Try it >> Would you repeat all the lines below, exactly as they stand?

Task material >>
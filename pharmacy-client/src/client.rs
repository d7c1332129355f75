//! Wiring of transport, persistence, session manager and controller.

use std::sync::Arc;

use tracing::instrument;

use crate::{
    auth::{FileStore, MemoryStore, RefreshScheduler, SessionManager, SessionStore},
    config::ClientConfig,
    error::Result,
    subscription::SubscriptionController,
    transport::HttpTransport,
};

/// A configured client: one session and one subscription controller over
/// a shared HTTP transport.
///
/// # Examples
///
/// ```rust,no_run
/// use pharmacy_client::{PharmacyClient, config::ClientConfig};
///
/// # async fn example() -> pharmacy_client::Result<()> {
/// let config = ClientConfig::from_file("pharmacy.toml")?;
/// let client = PharmacyClient::from_config(&config)?;
///
/// if !client.initialize().await {
///     client.session().login("owner@pharmacy.example", "secret").await?;
/// }
/// let scheduler = client.start_refresh();
/// // ...
/// scheduler.stop().await;
/// # Ok(())
/// # }
/// ```
#[derive(Debug)]
pub struct PharmacyClient {
    session: Arc<SessionManager<HttpTransport>>,
    subscriptions: SubscriptionController<HttpTransport>,
}

impl PharmacyClient {
    /// Builds a client from validated configuration.
    ///
    /// The session is persisted to `session.storage_path` when set, and kept
    /// in memory otherwise.
    ///
    /// # Errors
    ///
    /// Returns [`ClientError::ConfigError`](crate::ClientError::ConfigError) if
    /// the configuration is invalid, or an HTTP error if the client cannot be built.
    pub fn from_config(config: &ClientConfig) -> Result<Self> {
        config.validate()?;

        let transport = HttpTransport::with_config(&config.api_base(), &config.http)?;
        let store: Arc<dyn SessionStore> = match &config.session.storage_path {
            Some(path) => Arc::new(FileStore::new(path)),
            None => Arc::new(MemoryStore::new()),
        };

        let session = Arc::new(SessionManager::new(
            transport,
            config.endpoints.clone(),
            config.session.clone(),
            store,
        ));
        let subscriptions =
            SubscriptionController::with_retry_policy(Arc::clone(&session), config.retry.policy());

        tracing::info!(base_url = %config.api_base(), "Pharmacy client configured");
        Ok(Self { session, subscriptions })
    }

    /// Session manager.
    #[must_use]
    pub fn session(&self) -> &Arc<SessionManager<HttpTransport>> {
        &self.session
    }

    /// Subscription controller.
    #[must_use]
    pub fn subscriptions(&self) -> &SubscriptionController<HttpTransport> {
        &self.subscriptions
    }

    /// Restores and validates the persisted session.
    ///
    /// If only the refresh token survived, one refresh is attempted. Returns
    /// whether a usable session is in place.
    #[instrument(skip(self))]
    pub async fn initialize(&self) -> bool {
        if !self.session.restore().await {
            return false;
        }
        if self.session.validate_token_on_init().await {
            return true;
        }
        self.session.has_refresh_token().await && self.session.refresh_token().await
    }

    /// Starts the proactive refresh task. Stop it before shutting down.
    #[must_use]
    pub fn start_refresh(&self) -> RefreshScheduler {
        RefreshScheduler::start(Arc::clone(&self.session))
    }
}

Answer below >>
filename pharmacy-client/src/client.rs
repository d7c1332129355f75
//! Wiring of transport, persistence, session manager and controller.

use std::sync::Arc;

use tracing::instrument;

use crate::{
    auth::{FileStore, MemoryStore, RefreshScheduler, SessionManager, SessionStore},
    config::ClientConfig,
    error::Result,
    subscription::SubscriptionController,
    transport::HttpTransport,
};

/// A configured client: one session and one subscription controller over
/// a shared HTTP transport.
///
/// # Examples
///
/// ```rust,no_run
/// use pharmacy_client::{PharmacyClient, config::ClientConfig};
///
/// # async fn example() -> pharmacy_client::Result<()> {
/// let config = ClientConfig::from_file("pharmacy.toml")?;
/// let client = PharmacyClient::from_config(&config)?;
///
/// if !client.initialize().await {
///     client.session().login("owner@pharmacy.example", "secret").await?;
/// }
/// let scheduler = client.start_refresh();
/// // ...
/// scheduler.stop().await;
/// # Ok(())
/// # }
/// ```
#[derive(Debug)]
pub struct PharmacyClient {
    session: Arc<SessionManager<HttpTransport>>,
    subscriptions: SubscriptionController<HttpTransport>,
}

impl PharmacyClient {
    /// Builds a client from validated configuration.
    ///
    /// The session is persisted to `session.storage_path` when set, and kept
    /// in memory otherwise.
    ///
    /// # Errors
    ///
    /// Returns [`ClientError::ConfigError`](crate::ClientError::ConfigError) if
    /// the configuration is invalid, or an HTTP error if the client cannot be built.
    pub fn from_config(config: &ClientConfig) -> Result<Self> {
        config.validate()?;

        let transport = HttpTransport::with_config(&config.api_base(), &config.http)?;
        let store: Arc<dyn SessionStore> = match &config.session.storage_path {
            Some(path) => Arc::new(FileStore::new(path)),
            None => Arc::new(MemoryStore::new()),
        };

        let session = Arc::new(SessionManager::new(
            transport,
            config.endpoints.clone(),
            config.session.clone(),
            store,
        ));
        let subscriptions =
            SubscriptionController::with_retry_policy(Arc::clone(&session), config.retry.policy());

        tracing::info!(base_url = %config.api_base(), "Pharmacy client configured");
        Ok(Self { session, subscriptions })
    }

    /// Session manager.
    #[must_use]
    pub fn session(&self) -> &Arc<SessionManager<HttpTransport>> {
        &self.session
    }

    /// Subscription controller.
    #[must_use]
    pub fn subscriptions(&self) -> &SubscriptionController<HttpTransport> {
        &self.subscriptions
    }

    /// Restores and validates the persisted session.
    ///
    /// If only the refresh token survived, one refresh is attempted. Returns
    /// whether a usable session is in place.
    #[instrument(skip(self))]
    pub async fn initialize(&self) -> bool {
        if !self.session.restore().await {
            return false;
        }
        if self.session.validate_token_on_init().await {
            return true;
        }
        self.session.has_refresh_token().await && self.session.refresh_token().await
    }

    /// Starts the proactive refresh task. Stop it before shutting down.
    #[must_use]
    pub fn start_refresh(&self) -> RefreshScheduler {
        RefreshScheduler::start(Arc::clone(&self.session))
    }
}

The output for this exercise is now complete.